* **TASK BRIEF**:
The records below are to be retyped in full, without any alteration.

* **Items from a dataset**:
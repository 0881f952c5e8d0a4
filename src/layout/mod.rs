//! Layout engine for computing node positions
//!
//! This module takes a [`Tree`](crate::tree::Tree) and computes a tidy
//! top-down layout, producing a [`TreeLayout`] with one position and label
//! box per node plus the overall [`TreeSize`].

pub mod config;
pub mod engine;
pub mod error;
pub mod measure;
pub mod types;

pub use config::{LayoutConfig, SEPARATION_RANGE};
pub use engine::compute;
pub use error::LayoutError;
pub use measure::{EstimatedMeasurer, TextBox, TextMeasurer};
pub use types::*;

* **EXERCISE SOLUTION**:
repository 0881f952c5e8d0a4
filename src/layout/mod.rs
//! Layout engine for computing node positions
//!
//! This module takes a [`Tree`](crate::tree::Tree) and computes a tidy
//! top-down layout, producing a [`TreeLayout`] with one position and label
//! box per node plus the overall [`TreeSize`].

pub mod config;
pub mod engine;
pub mod error;
pub mod measure;
pub mod types;

pub use config::{LayoutConfig, SEPARATION_RANGE};
pub use engine::compute;
pub use error::LayoutError;
pub use measure::{EstimatedMeasurer, TextBox, TextMeasurer};
pub use types::*;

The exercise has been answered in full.